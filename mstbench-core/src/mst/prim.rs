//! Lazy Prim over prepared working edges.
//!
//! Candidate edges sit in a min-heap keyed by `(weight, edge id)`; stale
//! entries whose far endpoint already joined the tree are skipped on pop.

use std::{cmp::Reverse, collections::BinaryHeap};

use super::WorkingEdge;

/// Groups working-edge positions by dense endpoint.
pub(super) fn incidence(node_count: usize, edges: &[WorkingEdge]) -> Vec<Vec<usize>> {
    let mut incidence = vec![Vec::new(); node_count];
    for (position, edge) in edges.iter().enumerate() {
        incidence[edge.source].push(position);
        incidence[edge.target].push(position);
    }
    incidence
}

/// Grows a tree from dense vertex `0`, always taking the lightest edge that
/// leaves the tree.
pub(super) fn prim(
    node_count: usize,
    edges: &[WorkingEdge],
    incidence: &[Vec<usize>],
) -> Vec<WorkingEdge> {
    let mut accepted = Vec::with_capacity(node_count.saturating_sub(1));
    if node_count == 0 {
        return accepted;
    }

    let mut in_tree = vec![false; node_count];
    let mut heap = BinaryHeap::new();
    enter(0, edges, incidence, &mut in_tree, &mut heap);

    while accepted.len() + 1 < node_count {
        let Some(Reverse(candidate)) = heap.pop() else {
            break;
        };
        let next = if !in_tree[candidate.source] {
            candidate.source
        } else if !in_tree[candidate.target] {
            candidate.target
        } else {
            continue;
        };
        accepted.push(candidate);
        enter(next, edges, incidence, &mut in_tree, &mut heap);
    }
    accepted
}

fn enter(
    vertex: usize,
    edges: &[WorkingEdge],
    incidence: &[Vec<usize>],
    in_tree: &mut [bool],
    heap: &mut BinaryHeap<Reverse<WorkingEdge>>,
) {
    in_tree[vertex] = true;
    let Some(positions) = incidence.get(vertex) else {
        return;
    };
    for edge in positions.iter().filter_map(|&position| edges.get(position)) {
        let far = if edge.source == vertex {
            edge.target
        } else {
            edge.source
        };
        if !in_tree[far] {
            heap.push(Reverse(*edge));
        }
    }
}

▶ [REQUIRED ACTION] Pull every line containing the word "positions" out of the listing.

▶ [REPLY TO THE TASK]
/// Groups working-edge positions by dense endpoint.
    let Some(positions) = incidence.get(vertex) else {
    for edge in positions.iter().filter_map(|&position| edges.get(position)) {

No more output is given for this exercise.